(Items from a dataset)

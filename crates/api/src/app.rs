use std::collections::BTreeMap;
use std::convert::Infallible;
use std::sync::Arc;
use std::time::Duration;

use axum::{
    extract::{Extension, Path},
    http::StatusCode,
    response::{
        sse::{Event as SseEvent, KeepAlive, Sse},
        IntoResponse,
    },
    routing::{get, post},
    Json, Router,
};
use serde::Deserialize;
use serde_json::json;
use tokio_stream::{wrappers::BroadcastStream, StreamExt};
use tower::ServiceBuilder;

use medipaw_catalog::{Catalog, Product, ProductId, ProductKind};
use medipaw_core::{AggregateId, DomainError, UserId};
use medipaw_events::OrderTopics;
use medipaw_infra::{FulfillmentService, InMemoryOrderStore, OrderLineRequest};
use medipaw_inventory::InventoryLedger;
use medipaw_orders::{CancelActor, OrderId};
use medipaw_payments::{CallbackPayload, PaymentGateway};
use medipaw_prescriptions::{PrescriptionDirectory, PrescriptionId, ReviewDecision};

/// Process configuration, read from the environment by `main`.
#[derive(Debug, Clone)]
pub struct AppConfig {
    pub gateway_secret: String,
    pub currency: String,
}

#[derive(Clone)]
pub struct AppState {
    pub service: Arc<FulfillmentService<InMemoryOrderStore>>,
    pub catalog: Arc<Catalog>,
    pub ledger: Arc<InventoryLedger>,
    pub prescriptions: Arc<PrescriptionDirectory>,
    pub topics: Arc<OrderTopics>,
}

/// Wire the components and build the router.
///
/// Every handle is constructed here and passed in explicitly; the returned
/// state is what `main` hands to the expiry sweeper.
pub fn build_app(config: AppConfig) -> (Router, AppState) {
    let catalog = Arc::new(Catalog::new());
    let ledger = Arc::new(InventoryLedger::with_default_ttl());
    let gateway = Arc::new(PaymentGateway::with_default_ttl(config.gateway_secret));
    let prescriptions = Arc::new(PrescriptionDirectory::new());
    let topics = Arc::new(OrderTopics::default());

    let service = Arc::new(FulfillmentService::new(
        InMemoryOrderStore::new(),
        Arc::clone(&catalog),
        Arc::clone(&ledger),
        Arc::clone(&gateway),
        Arc::clone(&prescriptions),
        topics.clone(),
        config.currency,
    ));

    let state = AppState {
        service,
        catalog,
        ledger,
        prescriptions,
        topics,
    };

    let router = Router::new()
        .route("/products", post(create_product).get(list_products))
        .route("/orders", post(create_order))
        .route("/orders/:id", get(get_order))
        .route("/orders/:id/intent", post(create_intent))
        .route("/orders/:id/cancel", post(cancel_order))
        .route("/orders/:id/fulfill", post(fulfill_order))
        .route("/orders/:id/events", get(order_events))
        .route("/payments/callback", post(payment_callback))
        .route("/prescriptions", post(upload_prescription))
        .route("/prescriptions/:id/decision", post(decide_prescription))
        .layer(ServiceBuilder::new().layer(Extension(state.clone())));

    (router, state)
}

// ─────────────────────────────────────────────────────────────────────────────
// Request DTOs
// ─────────────────────────────────────────────────────────────────────────────

#[derive(Debug, Deserialize)]
pub struct CreateProductRequest {
    pub name: String,
    pub price: u64,
    pub stock: u32,
    #[serde(default)]
    pub requires_prescription: bool,
    pub kind: String,
}

#[derive(Debug, Deserialize)]
pub struct CreateOrderLineRequest {
    pub product_id: String,
    pub quantity: u32,
    pub prescription_ref: Option<String>,
}

#[derive(Debug, Deserialize)]
pub struct CreateOrderRequest {
    pub user_id: String,
    pub lines: Vec<CreateOrderLineRequest>,
}

#[derive(Debug, Deserialize)]
pub struct CancelOrderRequest {
    pub actor: String,
}

#[derive(Debug, Deserialize)]
pub struct UploadPrescriptionRequest {
    pub user_id: String,
    pub document_ref: String,
}

#[derive(Debug, Deserialize)]
pub struct DecisionRequest {
    pub verdict: String,
    #[serde(default)]
    pub quantities: BTreeMap<String, u32>,
    pub notes: Option<String>,
}

// ─────────────────────────────────────────────────────────────────────────────
// Error mapping
// ─────────────────────────────────────────────────────────────────────────────

fn json_error(
    status: StatusCode,
    code: &'static str,
    message: impl Into<String>,
) -> axum::response::Response {
    (
        status,
        Json(json!({
            "error": code,
            "message": message.into(),
        })),
    )
        .into_response()
}

fn domain_error_to_response(err: DomainError) -> axum::response::Response {
    match err {
        DomainError::Validation(msg) => json_error(StatusCode::BAD_REQUEST, "validation_error", msg),
        DomainError::InvalidId(msg) => json_error(StatusCode::BAD_REQUEST, "invalid_id", msg),
        DomainError::NotFound => json_error(StatusCode::NOT_FOUND, "not_found", "not found"),
        DomainError::Conflict(msg) => json_error(StatusCode::CONFLICT, "conflict", msg),
        DomainError::InvariantViolation(msg) => {
            json_error(StatusCode::UNPROCESSABLE_ENTITY, "invariant_violation", msg)
        }
        // Details were already logged server-side; answer generically.
        DomainError::Security(_) => json_error(
            StatusCode::BAD_REQUEST,
            "verification_failed",
            "payment verification failed",
        ),
        DomainError::Transient(msg) => {
            json_error(StatusCode::SERVICE_UNAVAILABLE, "unavailable", msg)
        }
    }
}

fn parse_order_id(raw: &str) -> Result<OrderId, axum::response::Response> {
    raw.parse::<AggregateId>()
        .map(OrderId::new)
        .map_err(|_| json_error(StatusCode::BAD_REQUEST, "invalid_id", "invalid order id"))
}

// ─────────────────────────────────────────────────────────────────────────────
// Handlers
// ─────────────────────────────────────────────────────────────────────────────

pub async fn create_product(
    Extension(state): Extension<AppState>,
    Json(body): Json<CreateProductRequest>,
) -> axum::response::Response {
    let kind = match body.kind.to_lowercase().as_str() {
        "medicine" => ProductKind::Medicine,
        "pet" => ProductKind::Pet,
        _ => {
            return json_error(
                StatusCode::BAD_REQUEST,
                "invalid_kind",
                "kind must be one of: medicine, pet",
            )
        }
    };

    let id = ProductId::new(AggregateId::new());
    let product = match Product::new(
        id,
        body.name,
        body.price,
        body.stock,
        body.requires_prescription,
        kind,
    ) {
        Ok(p) => p,
        Err(e) => return domain_error_to_response(e),
    };

    if let Err(e) = state.catalog.insert(product.clone()) {
        return domain_error_to_response(e);
    }
    state.ledger.seed(id, product.stock);

    (StatusCode::CREATED, Json(product)).into_response()
}

pub async fn list_products(
    Extension(state): Extension<AppState>,
) -> axum::response::Response {
    Json(state.catalog.all()).into_response()
}

pub async fn create_order(
    Extension(state): Extension<AppState>,
    Json(body): Json<CreateOrderRequest>,
) -> axum::response::Response {
    let user_id: UserId = match body.user_id.parse() {
        Ok(id) => id,
        Err(_) => return json_error(StatusCode::BAD_REQUEST, "invalid_id", "invalid user id"),
    };

    let mut lines = Vec::with_capacity(body.lines.len());
    for line in body.lines {
        let product_id = match line.product_id.parse::<AggregateId>() {
            Ok(id) => ProductId::new(id),
            Err(_) => {
                return json_error(StatusCode::BAD_REQUEST, "invalid_id", "invalid product id")
            }
        };
        let prescription_ref = match line.prescription_ref {
            Some(raw) => match raw.parse::<AggregateId>() {
                Ok(id) => Some(PrescriptionId::new(id)),
                Err(_) => {
                    return json_error(
                        StatusCode::BAD_REQUEST,
                        "invalid_id",
                        "invalid prescription id",
                    )
                }
            },
            None => None,
        };
        lines.push(OrderLineRequest {
            product_id,
            quantity: line.quantity,
            prescription_ref,
        });
    }

    match state.service.create_order(user_id, lines) {
        Ok(order) => (StatusCode::CREATED, Json(order)).into_response(),
        Err(e) => domain_error_to_response(e),
    }
}

pub async fn get_order(
    Extension(state): Extension<AppState>,
    Path(id): Path<String>,
) -> axum::response::Response {
    let order_id = match parse_order_id(&id) {
        Ok(id) => id,
        Err(resp) => return resp,
    };
    match state.service.get_order(order_id) {
        Ok(order) => Json(order).into_response(),
        Err(e) => domain_error_to_response(e),
    }
}

pub async fn create_intent(
    Extension(state): Extension<AppState>,
    Path(id): Path<String>,
) -> axum::response::Response {
    let order_id = match parse_order_id(&id) {
        Ok(id) => id,
        Err(resp) => return resp,
    };
    match state.service.create_intent(order_id) {
        Ok(intent) => (StatusCode::CREATED, Json(intent)).into_response(),
        Err(e) => domain_error_to_response(e),
    }
}

pub async fn cancel_order(
    Extension(state): Extension<AppState>,
    Path(id): Path<String>,
    Json(body): Json<CancelOrderRequest>,
) -> axum::response::Response {
    let order_id = match parse_order_id(&id) {
        Ok(id) => id,
        Err(resp) => return resp,
    };
    let actor = match body.actor.to_lowercase().as_str() {
        "customer" => CancelActor::Customer,
        "admin" => CancelActor::Admin,
        _ => {
            return json_error(
                StatusCode::BAD_REQUEST,
                "invalid_actor",
                "actor must be one of: customer, admin",
            )
        }
    };
    match state.service.cancel_order(order_id, actor) {
        Ok(order) => Json(order).into_response(),
        Err(e) => domain_error_to_response(e),
    }
}

pub async fn fulfill_order(
    Extension(state): Extension<AppState>,
    Path(id): Path<String>,
) -> axum::response::Response {
    let order_id = match parse_order_id(&id) {
        Ok(id) => id,
        Err(resp) => return resp,
    };
    match state.service.complete_fulfillment(order_id) {
        Ok(order) => Json(order).into_response(),
        Err(e) => domain_error_to_response(e),
    }
}

pub async fn payment_callback(
    Extension(state): Extension<AppState>,
    Json(body): Json<CallbackPayload>,
) -> axum::response::Response {
    match state.service.handle_callback(&body) {
        Ok(order) => Json(json!({
            "order_id": order.id_typed(),
            "payment_status": order.payment_status(),
            "fulfillment_status": order.fulfillment_status(),
        }))
        .into_response(),
        Err(e) => domain_error_to_response(e),
    }
}

pub async fn upload_prescription(
    Extension(state): Extension<AppState>,
    Json(body): Json<UploadPrescriptionRequest>,
) -> axum::response::Response {
    let user_id: UserId = match body.user_id.parse() {
        Ok(id) => id,
        Err(_) => return json_error(StatusCode::BAD_REQUEST, "invalid_id", "invalid user id"),
    };
    match state
        .prescriptions
        .upload(user_id, body.document_ref, chrono::Utc::now())
    {
        Ok(prescription) => (StatusCode::CREATED, Json(prescription)).into_response(),
        Err(e) => domain_error_to_response(e),
    }
}

pub async fn decide_prescription(
    Extension(state): Extension<AppState>,
    Path(id): Path<String>,
    Json(body): Json<DecisionRequest>,
) -> axum::response::Response {
    let prescription_id = match id.parse::<AggregateId>() {
        Ok(id) => PrescriptionId::new(id),
        Err(_) => {
            return json_error(StatusCode::BAD_REQUEST, "invalid_id", "invalid prescription id")
        }
    };

    let decision = match body.verdict.to_lowercase().as_str() {
        "approve" => {
            let mut quantities = BTreeMap::new();
            for (raw, qty) in body.quantities {
                match raw.parse::<AggregateId>() {
                    Ok(id) => {
                        quantities.insert(ProductId::new(id), qty);
                    }
                    Err(_) => {
                        return json_error(
                            StatusCode::BAD_REQUEST,
                            "invalid_id",
                            "invalid product id in quantities",
                        )
                    }
                }
            }
            ReviewDecision::Approve {
                quantities,
                notes: body.notes,
            }
        }
        "reject" => ReviewDecision::Reject { notes: body.notes },
        _ => {
            return json_error(
                StatusCode::BAD_REQUEST,
                "invalid_verdict",
                "verdict must be one of: approve, reject",
            )
        }
    };

    match state
        .service
        .on_prescription_decision(prescription_id, decision)
    {
        Ok(prescription) => Json(prescription).into_response(),
        Err(e) => domain_error_to_response(e),
    }
}

/// GET /orders/:id/events
///
/// Stream the order's status topic via Server-Sent Events. Delivery is
/// best-effort: clients that reconnect re-fetch `GET /orders/:id` instead of
/// relying on replay.
pub async fn order_events(
    Extension(state): Extension<AppState>,
    Path(id): Path<String>,
) -> axum::response::Response {
    let order_id: AggregateId = match id.parse() {
        Ok(id) => id,
        Err(_) => return json_error(StatusCode::BAD_REQUEST, "invalid_id", "invalid order id"),
    };

    let rx = state.topics.subscribe(order_id);
    let stream = BroadcastStream::new(rx)
        // A lagged subscriber just misses those events.
        .filter_map(|message| message.ok())
        .map(|update| {
            let data = serde_json::to_string(&update).unwrap_or_else(|_| "{}".to_string());
            Ok::<SseEvent, Infallible>(SseEvent::default().event(update.event_type).data(data))
        });

    Sse::new(stream)
        .keep_alive(KeepAlive::new().interval(Duration::from_secs(15)))
        .into_response()
}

_Work to be completed:_
Take every line from the data that contains the word "PaymentGateway".

_Solved problem:_
use medipaw_payments::{CallbackPayload, PaymentGateway};
    let gateway = Arc::new(PaymentGateway::with_default_ttl(config.gateway_secret));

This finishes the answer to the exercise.